"Париж до неправдоподобия равен самому себе. Более наглядного свидетельства бренности отдельного маленького человеческого существа не придумать. Я бы возил в Париж солипсистов, которых надо вылечить от идеи, что мир – это их представление и умрет вместе с ними. И мелкие нелепые парижские новизны, вроде гигантского колеса обозрения, высотой в три обелиска, не где-нибудь, а на place de la Concorde, или покрытия Эйфелевой башни сверкающей чешуей, не только не нарушают этого саморавенства, но даже как бы его подтверждают.
И, конечно, несравненное ощущение, будто в кино с отключенным звуком вдруг дали звук!"
Самые безопасные путешествия, разумеется, литературные. Здорово всегда отправляться вместе с героями навстречу приключениям, зная, что с тобой-то уж точно ничего не случится) И последний факт вовсе не отменяет увлекательности подобных передвижений по миру. В компании с интеллигентным и наблюдательным попутчиком, фиксирующим в памяти мельчайшую деталь - обстановки, менталитета, человеческого характера - и щедро делящимся ею с вами, путешествия эти еще и невероятно познавательны - абсолютно со всех точек зрения. Увидеть Европу незамыленным взглядом стороннего наблюдателя, посмотреть не на блестящие фасады, а на изнанку всего этого великолепия - дорогого стоит.
С профессором-филологом Андреем Анатольевичем Зализняком мы отправляемся - думаю, это понятно и так из заглавия данной книги - в университетскую, культурную, такую противоречивую, часто несуразную и вместе с тем манящую всеми красками Европу. Нас ждут многочисленные лекции, посещения выставок и кинематографа, размышления о разнице менталитетов, наблюдения за удивительными парадоксами жизни и людских характеров... С тонким юмором и живым интересом автор рассказывает нам о том, что когда-то до глубины души поразило его самого (причем в режиме реального времени, ведь настоящая книга выросла из его путевых заметок и писем) - всех странностях, нелепостях и непонятностях той, другой, заграничной жизни.
И на страницах книги сплавилось, кажется, все: безграничная энергия юности, контраст советских и зарубежных реалий жизни 50-х да и во многом и 80-х годов, неослабевающий на протяжении всей жизни уважительный интерес автора ко всему непохожему - чужой культуре, обычаям и традициям, языкам... И конечно же, все это постепенно увлекает и нас: как он готовится к лекциям (вначале - в качестве студента, затем - преподавателя), как он впитывает все это новое, как он встраивается в эту систему жизни, как он удивляется вначале всему инаковому, как он с улыбкой потом об этом рассказывает на склоне лет...
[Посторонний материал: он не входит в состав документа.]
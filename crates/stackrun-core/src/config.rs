use crate::types::{FailureAction, RestartPolicy, ServiceDef};
use serde::Deserialize;
use std::collections::{BTreeMap, HashMap};
use std::path::{Path, PathBuf};

/// On-disk stack file (`stack.toml`). Raw deserialization target; turned into
/// a [`StackConfig`] by [`StackFile::resolve`].
#[derive(Debug, Clone, Deserialize, Default)]
pub struct StackFile {
	pub log_dir: Option<String>,
	#[serde(default)]
	pub logs: LogsConfig,
	#[serde(default)]
	pub defaults: DefaultsConfig,
	#[serde(default)]
	pub services: BTreeMap<String, ServiceToml>,
}

#[derive(Debug, Clone, Deserialize)]
pub struct LogsConfig {
	#[serde(default = "default_max_size")]
	pub max_size_bytes: u64,
	#[serde(default = "default_max_age_days")]
	pub max_age_days: u32,
	#[serde(default = "default_max_files")]
	pub max_files: u32,
}

impl Default for LogsConfig {
	fn default() -> Self {
		Self {
			max_size_bytes: default_max_size(),
			max_age_days: default_max_age_days(),
			max_files: default_max_files(),
		}
	}
}

fn default_max_size() -> u64 {
	10 * 1024 * 1024
}
fn default_max_age_days() -> u32 {
	7
}
fn default_max_files() -> u32 {
	5
}

#[derive(Debug, Clone, Deserialize)]
pub struct DefaultsConfig {
	#[serde(default)]
	pub restart: RestartPolicy,
	#[serde(default)]
	pub on_failure: FailureAction,
	#[serde(default)]
	pub env: HashMap<String, String>,
}

impl Default for DefaultsConfig {
	fn default() -> Self {
		Self {
			restart: RestartPolicy::default(),
			on_failure: FailureAction::default(),
			env: HashMap::new(),
		}
	}
}

#[derive(Debug, Clone, Deserialize)]
pub struct ServiceToml {
	pub command: String,
	pub dir: Option<String>,
	#[serde(default)]
	pub env: HashMap<String, String>,
	#[serde(default)]
	pub required_env: Vec<String>,
	pub restart: Option<RestartPolicy>,
	pub on_failure: Option<FailureAction>,
}

/// Fully resolved stack: per-service defaults applied, paths expanded.
/// Assembled once at startup and handed to the supervision engine.
#[derive(Debug, Clone)]
pub struct StackConfig {
	pub log_dir: PathBuf,
	pub logs: LogsConfig,
	pub services: Vec<ServiceDef>,
}

impl StackFile {
	pub fn resolve(&self) -> StackConfig {
		let log_dir = self
			.log_dir
			.as_deref()
			.map(expand_tilde)
			.unwrap_or_else(default_log_dir);

		let services = self
			.services
			.iter()
			.map(|(name, svc)| {
				let mut env = self.defaults.env.clone();
				env.extend(svc.env.clone());
				ServiceDef {
					name: name.clone(),
					command: svc.command.clone(),
					dir: svc.dir.as_deref().map(expand_tilde),
					env,
					required_env: svc.required_env.clone(),
					restart: svc.restart.clone().unwrap_or_else(|| self.defaults.restart.clone()),
					on_failure: svc.on_failure.unwrap_or(self.defaults.on_failure),
				}
			})
			.collect();

		StackConfig {
			log_dir,
			logs: self.logs.clone(),
			services,
		}
	}
}

impl StackConfig {
	pub fn service(&self, name: &str) -> Option<&ServiceDef> {
		self.services.iter().find(|s| s.name == name)
	}

	/// Fail-fast startup validation. Returns every problem found so the
	/// operator sees the full list in one pass: an empty stack, credentials
	/// named in `required_env` that are neither in the service's own env map
	/// nor in `parent_env`, and working directories that do not exist.
	pub fn validate(&self, parent_env: &HashMap<String, String>) -> Vec<String> {
		let mut issues = Vec::new();

		if self.services.is_empty() {
			issues.push("no services defined".to_string());
		}

		for svc in &self.services {
			if svc.command.trim().is_empty() {
				issues.push(format!("{}: empty command", svc.name));
			}
			for var in &svc.required_env {
				let present = svc.env.contains_key(var)
					|| parent_env.get(var).map(|v| !v.is_empty()).unwrap_or(false);
				if !present {
					issues.push(format!("{}: missing required env var {}", svc.name, var));
				}
			}
			if let Some(dir) = &svc.dir {
				if !dir.is_dir() {
					issues.push(format!("{}: dir does not exist: {}", svc.name, dir.display()));
				}
			}
		}

		issues
	}
}

pub fn load_stack(path: &Path) -> Result<StackConfig, String> {
	let content = std::fs::read_to_string(path)
		.map_err(|e| format!("failed to read {}: {}", path.display(), e))?;
	let file: StackFile = toml::from_str(&content)
		.map_err(|e| format!("failed to parse {}: {}", path.display(), e))?;
	Ok(file.resolve())
}

/// Resolution order: explicit flag, `./stack.toml`, then the user config dir.
pub fn stack_path(flag: Option<&str>) -> PathBuf {
	if let Some(p) = flag {
		return expand_tilde(p);
	}
	let local = PathBuf::from("stack.toml");
	if local.exists() {
		return local;
	}
	config_dir().join("stack.toml")
}

pub fn config_dir() -> PathBuf {
	if let Ok(dir) = std::env::var("XDG_CONFIG_HOME") {
		PathBuf::from(dir).join("stackrun")
	} else if let Some(home) = home_dir() {
		home.join(".config").join("stackrun")
	} else {
		PathBuf::from("/tmp/stackrun/config")
	}
}

pub fn state_dir() -> PathBuf {
	if let Ok(dir) = std::env::var("XDG_STATE_HOME") {
		PathBuf::from(dir).join("stackrun")
	} else if let Some(home) = home_dir() {
		home.join(".local").join("state").join("stackrun")
	} else {
		PathBuf::from("/tmp/stackrun")
	}
}

fn default_log_dir() -> PathBuf {
	state_dir().join("logs")
}

fn home_dir() -> Option<PathBuf> {
	std::env::var("HOME").ok().map(PathBuf::from)
}

fn expand_tilde(path: &str) -> PathBuf {
	if let Some(rest) = path.strip_prefix("~/") {
		if let Some(home) = home_dir() {
			return home.join(rest);
		}
	}
	PathBuf::from(path)
}

#[cfg(test)]
mod tests {
	use super::*;
	use crate::types::RestartPolicy;

	fn parse(content: &str) -> StackConfig {
		let file: StackFile = toml::from_str(content).unwrap();
		file.resolve()
	}

	#[test]
	fn parses_minimal_stack() {
		let stack = parse(
			r#"
			[services.api]
			command = "leadgen-api dev"
			"#,
		);
		assert_eq!(stack.services.len(), 1);
		let api = stack.service("api").unwrap();
		assert_eq!(api.command, "leadgen-api dev");
		assert_eq!(api.restart, RestartPolicy::Fixed { delay_secs: 3 });
		assert_eq!(api.on_failure, FailureAction::Ignore);
	}

	#[test]
	fn service_overrides_defaults() {
		let stack = parse(
			r#"
			[defaults]
			on_failure = "abort_all"
			[defaults.restart]
			mode = "fixed"
			delay_secs = 10

			[defaults.env]
			LOG_LEVEL = "info"

			[services.voice]
			command = "voice-agent dev"
			on_failure = "ignore"
			[services.voice.restart]
			mode = "backoff"
			base_ms = 500
			max_ms = 30000
			max_retries = 5

			[services.voice.env]
			LOG_LEVEL = "debug"

			[services.caller]
			command = "outbound-caller"
			"#,
		);
		let voice = stack.service("voice").unwrap();
		assert_eq!(
			voice.restart,
			RestartPolicy::Backoff { base_ms: 500, max_ms: 30000, max_retries: 5 }
		);
		assert_eq!(voice.on_failure, FailureAction::Ignore);
		assert_eq!(voice.env.get("LOG_LEVEL").unwrap(), "debug");

		let caller = stack.service("caller").unwrap();
		assert_eq!(caller.restart, RestartPolicy::Fixed { delay_secs: 10 });
		assert_eq!(caller.on_failure, FailureAction::AbortAll);
		assert_eq!(caller.env.get("LOG_LEVEL").unwrap(), "info");
	}

	#[test]
	fn validate_rejects_empty_stack() {
		let stack = parse("");
		let issues = stack.validate(&HashMap::new());
		assert_eq!(issues, vec!["no services defined".to_string()]);
	}

	#[test]
	fn validate_reports_missing_required_env() {
		let stack = parse(
			r#"
			[services.api]
			command = "leadgen-api dev"
			required_env = ["OPENAI_API_KEY", "TWILIO_AUTH_TOKEN"]
			[services.api.env]
			TWILIO_AUTH_TOKEN = "tok"
			"#,
		);
		let mut parent = HashMap::new();
		parent.insert("UNRELATED".to_string(), "x".to_string());
		let issues = stack.validate(&parent);
		assert_eq!(issues.len(), 1);
		assert!(issues[0].contains("OPENAI_API_KEY"));
	}

	#[test]
	fn validate_accepts_env_from_parent() {
		let stack = parse(
			r#"
			[services.api]
			command = "leadgen-api dev"
			required_env = ["OPENAI_API_KEY"]
			"#,
		);
		let mut parent = HashMap::new();
		parent.insert("OPENAI_API_KEY".to_string(), "sk-test".to_string());
		assert!(stack.validate(&parent).is_empty());
	}

	#[test]
	fn validate_rejects_empty_parent_value() {
		let stack = parse(
			r#"
			[services.api]
			command = "leadgen-api dev"
			required_env = ["OPENAI_API_KEY"]
			"#,
		);
		let mut parent = HashMap::new();
		parent.insert("OPENAI_API_KEY".to_string(), String::new());
		assert_eq!(stack.validate(&parent).len(), 1);
	}

	#[test]
	fn validate_rejects_missing_dir() {
		let stack = parse(
			r#"
			[services.api]
			command = "leadgen-api dev"
			dir = "/nonexistent/stackrun-test-dir"
			"#,
		);
		let issues = stack.validate(&HashMap::new());
		assert_eq!(issues.len(), 1);
		assert!(issues[0].contains("dir does not exist"));
	}

	#[test]
	fn logs_defaults() {
		let stack = parse("");
		assert_eq!(stack.logs.max_size_bytes, 10 * 1024 * 1024);
		assert_eq!(stack.logs.max_age_days, 7);
		assert_eq!(stack.logs.max_files, 5);
	}
}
Описывая забавные случаи из жизни, он делает свидетелями и нас. Наблюдения за ритуалами инициации новеньких студентов, откровения о том, как решали, с кем его, коммуниста, поселить в комнате общежития, за 15 минут до начала лекции он узнает, что читать лекцию предстоит на другом языке и прочее, и прочее...
Все чтение удивлялась этой гибкости мышления, этой открытости миру, этому оптимизму и находчивости (запомнился провоз иностранных книг - "Конечно же, они советского издания!")
Более впечатлила именно первая часть книги, показавшаяся более яркой, - незабываемое студенчество. 50-е годы, первая поездка за рубеж - естественно, впечатления героя более захватывающие. вторая часть - 80-годы - нулевые - это, скорее, поствоспоминания, переплавка всего жизненного опыта. Это впечатления зрелого человека, много повидавшего, чуть усталого и разочарованного (по крайней мере, мне так показалось): "Мой туризм состоит теперь только в том, чтобы видеть виденное, а еще точнее то, что и так прочно нарисовано на оборотной стороне век. .."
За мельтешением стран, городов, культур, языков (изъездил Зализняк действительно чуть ли не всю Европу) видим человека, искренне влюбленного в жизнь - он умел замечать в ней прекрасное и необычное)
"Пригласил их посидеть на лекции. «Так я же не понимаю по-французски», – говорит Добрушин. – «Да разве это существенно?» – говорю. Согласился. После лекции сказал: «Да, это событие: присутствовал при том, как Зализняк читает лекцию пятерым девицам в занюханной аудитории с трещиной через всю стену, в здании с сортиром без мыла». Ах, какой же это был диссонанс с моим горделивым ощущением: «смотрите, какая фантастика: я за границей! я читаю лекцию в заграничном университете!». Добрушин это почувствовал, ласково сказал: «Что же делать, если у нас такая несчастная родина!»
Не раз потом вспоминал я этот разговор, не раз помогал он мне чувствовать себя свободнее с самодовольными западными хозяевами".